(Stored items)
mod common;

use std::collections::BTreeMap;

use cliq_hub_client::{Navigation, RouteAccess, RouteError, RouteTable, ViewId};
use common::{stores, FakeHub};
use pretty_assertions::assert_eq;
use serde_json::json;

#[test]
fn home_is_eager_and_the_rest_load_on_first_visit() {
    let routes = RouteTable::new().unwrap();
    assert!(routes.is_loaded("home"));
    for name in ["login", "register", "template-detail", "upload"] {
        assert!(!routes.is_loaded(name), "{name} loaded early");
    }

    let login = routes.resolve("/login").unwrap();
    assert_eq!(login.view, ViewId::Login);
    assert!(routes.is_loaded("login"));

    routes.resolve("/login").unwrap();
    routes.resolve("/login/?next=%2Fupload").unwrap();
    assert_eq!(routes.load_count("login"), 1);
    assert_eq!(routes.load_count("home"), 1);
}

#[test]
fn every_route_surface_resolves() {
    let routes = RouteTable::new().unwrap();
    let cases = [
        ("/", ViewId::Home),
        ("/login", ViewId::Login),
        ("/register", ViewId::Register),
        ("/templates/12", ViewId::TemplateDetail),
        ("/upload", ViewId::Upload),
    ];
    for (path, view) in cases {
        assert_eq!(routes.resolve(path).unwrap().view, view, "{path}");
    }

    let paths: Vec<String> = routes.definitions().map(|d| d.display_path()).collect();
    assert_eq!(
        paths,
        ["/", "/login", "/register", "/templates/:id", "/upload"]
    );
}

#[test]
fn params_and_query_are_decoded() {
    let routes = RouteTable::new().unwrap();
    let matched = routes.resolve("/templates/ffmpeg%20gif?tab=yaml#top").unwrap();

    assert_eq!(matched.name, "template-detail");
    assert_eq!(
        matched.params,
        BTreeMap::from([("id".to_string(), "ffmpeg gif".to_string())])
    );
    assert_eq!(
        matched.query,
        BTreeMap::from([("tab".to_string(), "yaml".to_string())])
    );
    assert_eq!(matched.module.params, &["id"]);
}

#[test]
fn unknown_paths_are_not_found() {
    let routes = RouteTable::new().unwrap();
    assert_eq!(
        routes.resolve("/templates").unwrap_err(),
        RouteError::NotFound("/templates".to_string())
    );
    assert!(routes.resolve("/templates/1/edit").is_err());
}

#[test]
fn resolve_does_not_guard_upload() {
    let hub = FakeHub::new();
    let (session, _, _) = stores(&hub);
    assert!(!session.is_authenticated());

    let routes = RouteTable::new().unwrap();
    let upload = routes.resolve("/upload").unwrap();
    assert_eq!(upload.view, ViewId::Upload);
    assert_eq!(upload.access, RouteAccess::Authenticated);
}

#[tokio::test]
async fn navigate_redirects_guarded_routes_without_session() {
    let hub = FakeHub::new();
    let (session, _, _) = stores(&hub);
    let routes = RouteTable::new().unwrap();

    assert_eq!(
        routes.navigate("/upload", &session).unwrap(),
        Navigation::Redirect {
            to: "/login",
            from: "/upload".to_string()
        }
    );
    assert!(!routes.is_loaded("upload"));

    match routes.navigate("/templates/3", &session).unwrap() {
        Navigation::Render(matched) => assert_eq!(matched.view, ViewId::TemplateDetail),
        other => panic!("unexpected {other:?}"),
    }

    hub.reply_ok(json!({"token": "T", "username": "a", "id": 1}));
    assert!(session.login("a@b.com", "pw").await);

    match routes.navigate("/upload", &session).unwrap() {
        Navigation::Render(matched) => assert_eq!(matched.view, ViewId::Upload),
        other => panic!("unexpected {other:?}"),
    }
    assert!(routes.is_loaded("upload"));
}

◆ **YOUR ASSIGNMENT**:
Copy every record exactly, leaving each line intact.

◆ **EXERCISE RESULT**:
mod common;

use std::collections::BTreeMap;

use cliq_hub_client::{Navigation, RouteAccess, RouteError, RouteTable, ViewId};
use common::{stores, FakeHub};
use pretty_assertions::assert_eq;
use serde_json::json;

#[test]
fn home_is_eager_and_the_rest_load_on_first_visit() {
    let routes = RouteTable::new().unwrap();
    assert!(routes.is_loaded("home"));
    for name in ["login", "register", "template-detail", "upload"] {
        assert!(!routes.is_loaded(name), "{name} loaded early");
    }

    let login = routes.resolve("/login").unwrap();
    assert_eq!(login.view, ViewId::Login);
    assert!(routes.is_loaded("login"));

    routes.resolve("/login").unwrap();
    routes.resolve("/login/?next=%2Fupload").unwrap();
    assert_eq!(routes.load_count("login"), 1);
    assert_eq!(routes.load_count("home"), 1);
}

#[test]
fn every_route_surface_resolves() {
    let routes = RouteTable::new().unwrap();
    let cases = [
        ("/", ViewId::Home),
        ("/login", ViewId::Login),
        ("/register", ViewId::Register),
        ("/templates/12", ViewId::TemplateDetail),
        ("/upload", ViewId::Upload),
    ];
    for (path, view) in cases {
        assert_eq!(routes.resolve(path).unwrap().view, view, "{path}");
    }

    let paths: Vec<String> = routes.definitions().map(|d| d.display_path()).collect();
    assert_eq!(
        paths,
        ["/", "/login", "/register", "/templates/:id", "/upload"]
    );
}

#[test]
fn params_and_query_are_decoded() {
    let routes = RouteTable::new().unwrap();
    let matched = routes.resolve("/templates/ffmpeg%20gif?tab=yaml#top").unwrap();

    assert_eq!(matched.name, "template-detail");
    assert_eq!(
        matched.params,
        BTreeMap::from([("id".to_string(), "ffmpeg gif".to_string())])
    );
    assert_eq!(
        matched.query,
        BTreeMap::from([("tab".to_string(), "yaml".to_string())])
    );
    assert_eq!(matched.module.params, &["id"]);
}

#[test]
fn unknown_paths_are_not_found() {
    let routes = RouteTable::new().unwrap();
    assert_eq!(
        routes.resolve("/templates").unwrap_err(),
        RouteError::NotFound("/templates".to_string())
    );
    assert!(routes.resolve("/templates/1/edit").is_err());
}

#[test]
fn resolve_does_not_guard_upload() {
    let hub = FakeHub::new();
    let (session, _, _) = stores(&hub);
    assert!(!session.is_authenticated());

    let routes = RouteTable::new().unwrap();
    let upload = routes.resolve("/upload").unwrap();
    assert_eq!(upload.view, ViewId::Upload);
    assert_eq!(upload.access, RouteAccess::Authenticated);
}

#[tokio::test]
async fn navigate_redirects_guarded_routes_without_session() {
    let hub = FakeHub::new();
    let (session, _, _) = stores(&hub);
    let routes = RouteTable::new().unwrap();

    assert_eq!(
        routes.navigate("/upload", &session).unwrap(),
        Navigation::Redirect {
            to: "/login",
            from: "/upload".to_string()
        }
    );
    assert!(!routes.is_loaded("upload"));

    match routes.navigate("/templates/3", &session).unwrap() {
        Navigation::Render(matched) => assert_eq!(matched.view, ViewId::TemplateDetail),
        other => panic!("unexpected {other:?}"),
    }

    hub.reply_ok(json!({"token": "T", "username": "a", "id": 1}));
    assert!(session.login("a@b.com", "pw").await);

    match routes.navigate("/upload", &session).unwrap() {
        Navigation::Render(matched) => assert_eq!(matched.view, ViewId::Upload),
        other => panic!("unexpected {other:?}"),
    }
    assert!(routes.is_loaded("upload"));
}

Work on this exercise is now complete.